=== Problem to solve ===
Please write back every entry exactly, character for character.

Stored items from a collection:
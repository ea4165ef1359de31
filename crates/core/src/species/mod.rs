//! Species domain model and repository contract.

use async_trait::async_trait;

use crate::Result;

mod model;
pub use model::*;

#[async_trait]
pub trait SpeciesRepositoryTrait: Send + Sync {
    fn list_species(&self) -> Result<Vec<SpeciesDetails>>;
    fn get_species(&self, species_id: &str) -> Result<SpeciesDetails>;
    async fn create_species(&self, new_species: NewSpecies) -> Result<SpeciesDetails>;
    async fn update_species(&self, species_id: &str, update: NewSpecies) -> Result<SpeciesDetails>;
    async fn delete_species(&self, species_id: &str) -> Result<usize>;
}
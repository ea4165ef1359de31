use chrono::{DateTime, Utc};
use serde::{Deserialize, Serialize};

/// A planet mirrored from the upstream catalog or created through the API.
///
/// Scalar attributes keep the upstream's string representation ("unknown"
/// and "n/a" are valid values, not absent data).
#[derive(Debug, Clone, PartialEq, Serialize, Deserialize)]
#[serde(rename_all = "camelCase")]
pub struct Planet {
    pub id: String,
    pub name: String,
    pub rotation_period: String,
    pub orbital_period: String,
    pub diameter: String,
    pub climate: String,
    pub gravity: String,
    pub terrain: String,
    pub surface_water: String,
    pub population: String,
    pub created_at: DateTime<Utc>,
    pub updated_at: DateTime<Utc>,
}

/// Write model for creating or fully replacing a planet.
#[derive(Debug, Clone, Serialize, Deserialize)]
#[serde(rename_all = "camelCase")]
pub struct NewPlanet {
    pub name: String,
    pub rotation_period: String,
    pub orbital_period: String,
    pub diameter: String,
    pub climate: String,
    pub gravity: String,
    pub terrain: String,
    pub surface_water: String,
    pub population: String,
}
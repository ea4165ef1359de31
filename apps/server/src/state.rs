//! Shared handles for the API layer.

use std::sync::Arc;

use holocron_core::characters::CharacterRepositoryTrait;
use holocron_core::films::FilmRepositoryTrait;
use holocron_core::planets::PlanetRepositoryTrait;
use holocron_core::species::SpeciesRepositoryTrait;
use holocron_core::starships::StarshipRepositoryTrait;
use holocron_core::sync::SyncService;
use holocron_core::vehicles::VehicleRepositoryTrait;

#[derive(Clone)]
pub struct AppState {
    pub planets: Arc<dyn PlanetRepositoryTrait>,
    pub species: Arc<dyn SpeciesRepositoryTrait>,
    pub characters: Arc<dyn CharacterRepositoryTrait>,
    pub vehicles: Arc<dyn VehicleRepositoryTrait>,
    pub starships: Arc<dyn StarshipRepositoryTrait>,
    pub films: Arc<dyn FilmRepositoryTrait>,
    pub sync: Arc<SyncService>,
    pub api_token: String,
}
//! Database bootstrap: data directory, embedded migrations, connection pool,
//! and read access. All mutations go through the writer actor.

pub mod write_actor;

use std::path::Path;
use std::sync::Arc;

use diesel::connection::SimpleConnection;
use diesel::r2d2::{ConnectionManager, Pool, PooledConnection};
use diesel::sqlite::SqliteConnection;
use diesel::Connection;
use diesel_migrations::{embed_migrations, EmbeddedMigrations, MigrationHarness};
use log::info;

use holocron_core::errors::{DatabaseError, Error, Result};

pub use write_actor::{spawn_writer, WriteHandle};

pub const MIGRATIONS: EmbeddedMigrations = embed_migrations!("migrations");

pub type DbPool = Pool<ConnectionManager<SqliteConnection>>;
pub type DbConnection = PooledConnection<ConnectionManager<SqliteConnection>>;

const DB_FILENAME: &str = "holocron.db";

/// Applied to every pooled connection. Foreign keys must be on for the
/// homeworld SET NULL and association CASCADE rules to take effect.
#[derive(Debug, Clone, Copy)]
struct ConnectionCustomizer;

impl diesel::r2d2::CustomizeConnection<SqliteConnection, diesel::r2d2::Error>
    for ConnectionCustomizer
{
    fn on_acquire(
        &self,
        conn: &mut SqliteConnection,
    ) -> std::result::Result<(), diesel::r2d2::Error> {
        conn.batch_execute(
            "PRAGMA foreign_keys = ON; PRAGMA busy_timeout = 5000; PRAGMA journal_mode = WAL;",
        )
        .map_err(diesel::r2d2::Error::QueryError)
    }
}

/// Ensure the data directory exists and return the database file path.
pub fn init(app_data_dir: &str) -> Result<String> {
    let dir = Path::new(app_data_dir);
    if !dir.exists() {
        std::fs::create_dir_all(dir).map_err(|e| {
            Error::Database(DatabaseError::ConnectionFailed(format!(
                "Failed to create data directory {app_data_dir}: {e}"
            )))
        })?;
    }
    Ok(dir.join(DB_FILENAME).to_string_lossy().to_string())
}

/// Run pending embedded migrations against the database file.
pub fn run_migrations(db_path: &str) -> Result<()> {
    let mut conn = SqliteConnection::establish(db_path).map_err(|e| {
        Error::Database(DatabaseError::ConnectionFailed(format!(
            "Failed to open database {db_path}: {e}"
        )))
    })?;

    let applied = conn
        .run_pending_migrations(MIGRATIONS)
        .map_err(|e| Error::Database(DatabaseError::MigrationFailed(e.to_string())))?;
    if !applied.is_empty() {
        info!("applied {} database migration(s)", applied.len());
    }
    Ok(())
}

pub fn create_pool(db_path: &str) -> Result<Arc<DbPool>> {
    let manager = ConnectionManager::<SqliteConnection>::new(db_path);
    let pool = Pool::builder()
        .max_size(8)
        .connection_customizer(Box::new(ConnectionCustomizer))
        .build(manager)
        .map_err(|e| Error::Database(DatabaseError::ConnectionFailed(e.to_string())))?;
    Ok(Arc::new(pool))
}

pub fn get_connection(pool: &Arc<DbPool>) -> Result<DbConnection> {
    pool.get()
        .map_err(|e| Error::Database(DatabaseError::ConnectionFailed(e.to_string())))
}
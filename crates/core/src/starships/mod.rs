//! Starship domain model and repository contract.

use async_trait::async_trait;

use crate::Result;

mod model;
pub use model::*;

#[async_trait]
pub trait StarshipRepositoryTrait: Send + Sync {
    fn list_starships(&self) -> Result<Vec<StarshipDetails>>;
    fn get_starship(&self, starship_id: &str) -> Result<StarshipDetails>;
    async fn create_starship(&self, new_starship: NewStarship) -> Result<StarshipDetails>;
    async fn update_starship(
        &self,
        starship_id: &str,
        update: NewStarship,
    ) -> Result<StarshipDetails>;
    async fn delete_starship(&self, starship_id: &str) -> Result<usize>;
}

=== Solved problem ===
repository ea4165ef1359de31
filename crates/core/src/species/mod.rs
//! Species domain model and repository contract.

use async_trait::async_trait;

use crate::Result;

mod model;
pub use model::*;

#[async_trait]
pub trait SpeciesRepositoryTrait: Send + Sync {
    fn list_species(&self) -> Result<Vec<SpeciesDetails>>;
    fn get_species(&self, species_id: &str) -> Result<SpeciesDetails>;
    async fn create_species(&self, new_species: NewSpecies) -> Result<SpeciesDetails>;
    async fn update_species(&self, species_id: &str, update: NewSpecies) -> Result<SpeciesDetails>;
    async fn delete_species(&self, species_id: &str) -> Result<usize>;
}
repository ea4165ef1359de31
use chrono::{DateTime, Utc};
use serde::{Deserialize, Serialize};

/// A planet mirrored from the upstream catalog or created through the API.
///
/// Scalar attributes keep the upstream's string representation ("unknown"
/// and "n/a" are valid values, not absent data).
#[derive(Debug, Clone, PartialEq, Serialize, Deserialize)]
#[serde(rename_all = "camelCase")]
pub struct Planet {
    pub id: String,
    pub name: String,
    pub rotation_period: String,
    pub orbital_period: String,
    pub diameter: String,
    pub climate: String,
    pub gravity: String,
    pub terrain: String,
    pub surface_water: String,
    pub population: String,
    pub created_at: DateTime<Utc>,
    pub updated_at: DateTime<Utc>,
}

/// Write model for creating or fully replacing a planet.
#[derive(Debug, Clone, Serialize, Deserialize)]
#[serde(rename_all = "camelCase")]
pub struct NewPlanet {
    pub name: String,
    pub rotation_period: String,
    pub orbital_period: String,
    pub diameter: String,
    pub climate: String,
    pub gravity: String,
    pub terrain: String,
    pub surface_water: String,
    pub population: String,
}
repository ea4165ef1359de31
filename apps/server/src/state.rs
//! Shared handles for the API layer.

use std::sync::Arc;

use holocron_core::characters::CharacterRepositoryTrait;
use holocron_core::films::FilmRepositoryTrait;
use holocron_core::planets::PlanetRepositoryTrait;
use holocron_core::species::SpeciesRepositoryTrait;
use holocron_core::starships::StarshipRepositoryTrait;
use holocron_core::sync::SyncService;
use holocron_core::vehicles::VehicleRepositoryTrait;

#[derive(Clone)]
pub struct AppState {
    pub planets: Arc<dyn PlanetRepositoryTrait>,
    pub species: Arc<dyn SpeciesRepositoryTrait>,
    pub characters: Arc<dyn CharacterRepositoryTrait>,
    pub vehicles: Arc<dyn VehicleRepositoryTrait>,
    pub starships: Arc<dyn StarshipRepositoryTrait>,
    pub films: Arc<dyn FilmRepositoryTrait>,
    pub sync: Arc<SyncService>,
    pub api_token: String,
}
//! Database bootstrap: data directory, embedded migrations, connection pool,
//! and read access. All mutations go through the writer actor.

pub mod write_actor;

use std::path::Path;
use std::sync::Arc;

use diesel::connection::SimpleConnection;
use diesel::r2d2::{ConnectionManager, Pool, PooledConnection};
use diesel::sqlite::SqliteConnection;
use diesel::Connection;
use diesel_migrations::{embed_migrations, EmbeddedMigrations, MigrationHarness};
use log::info;

use holocron_core::errors::{DatabaseError, Error, Result};

pub use write_actor::{spawn_writer, WriteHandle};

pub const MIGRATIONS: EmbeddedMigrations = embed_migrations!("migrations");

pub type DbPool = Pool<ConnectionManager<SqliteConnection>>;
pub type DbConnection = PooledConnection<ConnectionManager<SqliteConnection>>;

const DB_FILENAME: &str = "holocron.db";

/// Applied to every pooled connection. Foreign keys must be on for the
/// homeworld SET NULL and association CASCADE rules to take effect.
#[derive(Debug, Clone, Copy)]
struct ConnectionCustomizer;

impl diesel::r2d2::CustomizeConnection<SqliteConnection, diesel::r2d2::Error>
    for ConnectionCustomizer
{
    fn on_acquire(
        &self,
        conn: &mut SqliteConnection,
    ) -> std::result::Result<(), diesel::r2d2::Error> {
        conn.batch_execute(
            "PRAGMA foreign_keys = ON; PRAGMA busy_timeout = 5000; PRAGMA journal_mode = WAL;",
        )
        .map_err(diesel::r2d2::Error::QueryError)
    }
}

/// Ensure the data directory exists and return the database file path.
pub fn init(app_data_dir: &str) -> Result<String> {
    let dir = Path::new(app_data_dir);
    if !dir.exists() {
        std::fs::create_dir_all(dir).map_err(|e| {
            Error::Database(DatabaseError::ConnectionFailed(format!(
                "Failed to create data directory {app_data_dir}: {e}"
            )))
        })?;
    }
    Ok(dir.join(DB_FILENAME).to_string_lossy().to_string())
}

/// Run pending embedded migrations against the database file.
pub fn run_migrations(db_path: &str) -> Result<()> {
    let mut conn = SqliteConnection::establish(db_path).map_err(|e| {
        Error::Database(DatabaseError::ConnectionFailed(format!(
            "Failed to open database {db_path}: {e}"
        )))
    })?;

    let applied = conn
        .run_pending_migrations(MIGRATIONS)
        .map_err(|e| Error::Database(DatabaseError::MigrationFailed(e.to_string())))?;
    if !applied.is_empty() {
        info!("applied {} database migration(s)", applied.len());
    }
    Ok(())
}

pub fn create_pool(db_path: &str) -> Result<Arc<DbPool>> {
    let manager = ConnectionManager::<SqliteConnection>::new(db_path);
    let pool = Pool::builder()
        .max_size(8)
        .connection_customizer(Box::new(ConnectionCustomizer))
        .build(manager)
        .map_err(|e| Error::Database(DatabaseError::ConnectionFailed(e.to_string())))?;
    Ok(Arc::new(pool))
}

pub fn get_connection(pool: &Arc<DbPool>) -> Result<DbConnection> {
    pool.get()
        .map_err(|e| Error::Database(DatabaseError::ConnectionFailed(e.to_string())))
}
filename crates/core/src/starships/mod.rs
//! Starship domain model and repository contract.

use async_trait::async_trait;

use crate::Result;

mod model;
pub use model::*;

#[async_trait]
pub trait StarshipRepositoryTrait: Send + Sync {
    fn list_starships(&self) -> Result<Vec<StarshipDetails>>;
    fn get_starship(&self, starship_id: &str) -> Result<StarshipDetails>;
    async fn create_starship(&self, new_starship: NewStarship) -> Result<StarshipDetails>;
    async fn update_starship(
        &self,
        starship_id: &str,
        update: NewStarship,
    ) -> Result<StarshipDetails>;
    async fn delete_starship(&self, starship_id: &str) -> Result<usize>;
}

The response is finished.